● **Task directions**
Return all lines of the records that contain the word "pairs".

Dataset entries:

_ _ _ _ _ _ _

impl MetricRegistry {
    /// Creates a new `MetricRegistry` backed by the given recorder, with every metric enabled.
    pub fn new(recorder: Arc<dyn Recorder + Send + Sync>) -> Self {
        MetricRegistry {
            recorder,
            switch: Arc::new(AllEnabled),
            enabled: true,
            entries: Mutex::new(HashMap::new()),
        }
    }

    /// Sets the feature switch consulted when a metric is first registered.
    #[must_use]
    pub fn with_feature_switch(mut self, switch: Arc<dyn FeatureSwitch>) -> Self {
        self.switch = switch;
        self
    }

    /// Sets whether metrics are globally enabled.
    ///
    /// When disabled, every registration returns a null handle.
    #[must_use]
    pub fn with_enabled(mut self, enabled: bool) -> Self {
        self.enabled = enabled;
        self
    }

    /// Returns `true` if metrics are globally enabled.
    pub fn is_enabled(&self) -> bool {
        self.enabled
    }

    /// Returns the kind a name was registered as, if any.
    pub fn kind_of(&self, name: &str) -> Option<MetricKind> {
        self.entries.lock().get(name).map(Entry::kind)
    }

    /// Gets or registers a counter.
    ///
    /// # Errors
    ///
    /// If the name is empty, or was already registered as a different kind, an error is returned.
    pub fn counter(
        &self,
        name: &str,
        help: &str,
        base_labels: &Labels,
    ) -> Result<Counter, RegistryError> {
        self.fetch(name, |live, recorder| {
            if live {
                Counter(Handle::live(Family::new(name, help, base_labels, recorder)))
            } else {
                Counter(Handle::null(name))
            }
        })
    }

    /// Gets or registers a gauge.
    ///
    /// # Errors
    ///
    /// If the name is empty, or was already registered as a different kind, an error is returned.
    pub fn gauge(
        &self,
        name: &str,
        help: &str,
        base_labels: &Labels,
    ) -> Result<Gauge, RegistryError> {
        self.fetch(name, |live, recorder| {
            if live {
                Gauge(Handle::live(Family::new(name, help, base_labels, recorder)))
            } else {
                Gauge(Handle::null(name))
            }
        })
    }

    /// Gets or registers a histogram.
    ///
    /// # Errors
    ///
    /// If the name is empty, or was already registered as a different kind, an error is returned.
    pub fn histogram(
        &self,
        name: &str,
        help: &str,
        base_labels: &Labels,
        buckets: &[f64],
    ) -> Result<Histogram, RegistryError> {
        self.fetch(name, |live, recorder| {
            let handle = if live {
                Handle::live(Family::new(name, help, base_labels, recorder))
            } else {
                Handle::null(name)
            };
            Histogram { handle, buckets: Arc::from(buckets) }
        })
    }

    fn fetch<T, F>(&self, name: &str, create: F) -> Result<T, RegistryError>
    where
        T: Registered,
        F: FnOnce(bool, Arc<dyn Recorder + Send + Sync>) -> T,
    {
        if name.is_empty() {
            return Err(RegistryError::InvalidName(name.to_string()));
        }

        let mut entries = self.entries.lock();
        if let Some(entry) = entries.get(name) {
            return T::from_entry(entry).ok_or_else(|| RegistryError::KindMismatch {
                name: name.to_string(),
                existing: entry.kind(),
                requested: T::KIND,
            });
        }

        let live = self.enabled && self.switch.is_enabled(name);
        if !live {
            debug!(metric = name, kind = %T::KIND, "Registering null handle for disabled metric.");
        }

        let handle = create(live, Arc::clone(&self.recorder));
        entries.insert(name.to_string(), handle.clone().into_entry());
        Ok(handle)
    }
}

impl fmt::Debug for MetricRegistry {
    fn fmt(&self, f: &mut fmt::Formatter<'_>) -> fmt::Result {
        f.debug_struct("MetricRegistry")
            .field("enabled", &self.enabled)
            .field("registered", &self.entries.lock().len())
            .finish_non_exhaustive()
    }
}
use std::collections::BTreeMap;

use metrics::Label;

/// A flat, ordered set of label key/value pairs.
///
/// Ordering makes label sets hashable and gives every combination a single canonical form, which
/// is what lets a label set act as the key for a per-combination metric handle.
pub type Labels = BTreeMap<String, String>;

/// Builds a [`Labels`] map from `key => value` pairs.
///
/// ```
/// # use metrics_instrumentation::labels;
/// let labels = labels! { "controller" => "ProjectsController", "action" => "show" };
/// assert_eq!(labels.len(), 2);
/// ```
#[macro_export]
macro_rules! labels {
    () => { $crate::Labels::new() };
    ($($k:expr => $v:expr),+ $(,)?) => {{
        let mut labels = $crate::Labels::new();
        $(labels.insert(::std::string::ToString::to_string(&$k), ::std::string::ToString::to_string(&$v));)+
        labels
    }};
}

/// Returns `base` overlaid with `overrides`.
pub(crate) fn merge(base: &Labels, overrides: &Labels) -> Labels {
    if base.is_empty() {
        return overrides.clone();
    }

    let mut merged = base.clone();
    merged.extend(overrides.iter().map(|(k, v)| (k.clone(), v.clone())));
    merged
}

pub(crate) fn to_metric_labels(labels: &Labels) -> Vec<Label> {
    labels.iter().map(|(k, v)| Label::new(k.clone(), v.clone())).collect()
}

_ _ _ _ _ _ _

● **Written answer**
/// A flat, ordered set of label key/value pairs.
/// Builds a [`Labels`] map from `key => value` pairs.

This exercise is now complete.